Lily Ramonatxo started rhythmic gymnastics at 8 years old after watching the 2011 World Rhythmic Gymnastics Championships in her hometown, Montpellier. She began her career with coach Sandrine Cabrera in Montpellier 3M GRS club, before switching with Alexandra Konova when she joined the national youth training hub in the same city. Her first competition as a national team member was the International Tournament in Corbeil-Essonnes, France. The next year, she won the silver medal in the all-around at the French national junior championships, along with a gold in the ribbon final and a bronze with clubs.
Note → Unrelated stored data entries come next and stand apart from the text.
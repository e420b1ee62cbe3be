//! Simulation engine primitives.
//!
//! Currently just the random source; both demos are strictly sequential and
//! own all of their state on the stack.

pub mod rng;

pub use rng::SimRng;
Thanks to her results, she was selected to represent France at the 2019 Junior World Rhythmic Gymnastics Championships in Moscow, Russia. She competed with the rope, and finished 23rd with a score of 13.950.
In 2020, her last junior season, she won silver with clubs at the Corbeil-Essonnes International tournament. She also won three medals at the Fellbach Schmiden tournament in Germany: two silvers with ribbon and clubs, and a bronze with ball.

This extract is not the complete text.